Count, in the data that follows, every line with the string "into", and give that count as the whole reply.
==== GIVEN DATA ====
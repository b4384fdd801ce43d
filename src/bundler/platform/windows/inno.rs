//! Version stamping and Inno Setup compilation.
//!
//! Both tools print nothing when they succeed, so any output is treated
//! as a failure.

use crate::bundler::tool::{OutcomeInterpreter, ToolCommand, ToolOutcome};
use crate::bundler::utils::fs;
use crate::error::{Error, ErrorExt, Result};
use crate::session::Session;
use crate::settings::{Arch, ProductSettings, ToolSettings};
use std::path::{Path, PathBuf};

const SILENT: OutcomeInterpreter = OutcomeInterpreter::Silent { benign: &[] };

/// File the Inno script writes into `<script dir>/Output/`.
pub const COMPILED_INSTALLER: &str = "OpenShot.exe";

/// Writes version resources into the frozen launcher with `verpatch`.
///
/// A `verpatch` that cannot be started is reported as a failed outcome, like
/// any other output, so packaging goes on.
pub async fn stamp_version(
    tools: &ToolSettings,
    product: &ProductSettings,
    launcher: &Path,
    version: &str,
    session: &mut Session,
) -> Result<ToolOutcome> {
    let run = ToolCommand::new(tools.verpatch.as_str())
        .path_arg(launcher)
        .arg("/va")
        .args(["/high", version])
        .args(["/pv", version])
        .args(["/s", "product", product.product_name.as_str()])
        .args(["/s", "company", product.company_name.as_str()])
        .args(["/s", "copyright", product.copyright.as_str()])
        .args(["/s", "desc", product.product_name.as_str()])
        .run(session)
        .await;
    match run {
        Ok(output) => Ok(SILENT.interpret(&output)),
        Err(e @ Error::ToolLaunch { .. }) => Ok(ToolOutcome::Failed(vec![e.to_string()])),
        Err(e) => Err(e),
    }
}

/// Copies the installer support files (uninstall helpers, images) into the
/// build directory.
pub async fn copy_support_files(support_dir: &Path, build_dir: &Path) -> Result<usize> {
    let mut copied = 0;
    let mut entries = tokio::fs::read_dir(support_dir)
        .await
        .fs_context("listing installer support files", support_dir)?;

    while let Some(entry) = entries
        .next_entry()
        .await
        .fs_context("listing installer support files", support_dir)?
    {
        let path = entry.path();
        if path.is_file() {
            fs::copy_file(&path, &build_dir.join(entry.file_name())).await?;
            copied += 1;
        }
    }
    Ok(copied)
}

/// Where a successful compile leaves the installer.
pub fn compiled_installer_path(inno_script: &Path) -> PathBuf {
    inno_script
        .parent()
        .unwrap_or_else(|| Path::new("."))
        .join("Output")
        .join(COMPILED_INSTALLER)
}

/// Compiles the installer with `iscc`.
///
/// Success additionally requires the compiled installer to exist; a
/// missing file is reported as [`ToolOutcome::MissingSentinel`].
pub async fn compile_installer(
    tools: &ToolSettings,
    inno_script: &Path,
    project_root: &Path,
    version: &str,
    arch: Arch,
    session: &mut Session,
) -> Result<ToolOutcome> {
    let output = ToolCommand::new(tools.iscc.as_str())
        .arg("/Q")
        .arg(format!("/DVERSION={version}"))
        .arg(format!("/DONLY_64_BIT={}", arch.only_64_bit_marker()))
        .arg(format!("/DPY_EXE_DIR={}", tools.windows_frozen_dir_name()))
        .path_arg(inno_script)
        .current_dir(project_root)
        .run(session)
        .await?;

    let outcome = SILENT.interpret(&output);
    if outcome.is_success() && !compiled_installer_path(inno_script).is_file() {
        return Ok(ToolOutcome::MissingSentinel {
            last_line: output.last_line().map(str::to_string),
        });
    }
    Ok(outcome)
}

/// Moves the compiled installer to `artifact_path` and removes the empty
/// `Output` directory left behind by the compiler.
pub async fn collect_installer(inno_script: &Path, artifact_path: &Path) -> Result<()> {
    let compiled = compiled_installer_path(inno_script);
    tokio::fs::rename(&compiled, artifact_path)
        .await
        .fs_context("moving compiled installer", &compiled)?;

    if let Some(output_dir) = compiled.parent() {
        if let Err(e) = tokio::fs::remove_dir(output_dir).await {
            log::warn!(
                "Failed to remove installer output directory {}: {}",
                output_dir.display(),
                e
            );
        }
    }
    Ok(())
}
====
- _EXERCISE RESPONSE_:
3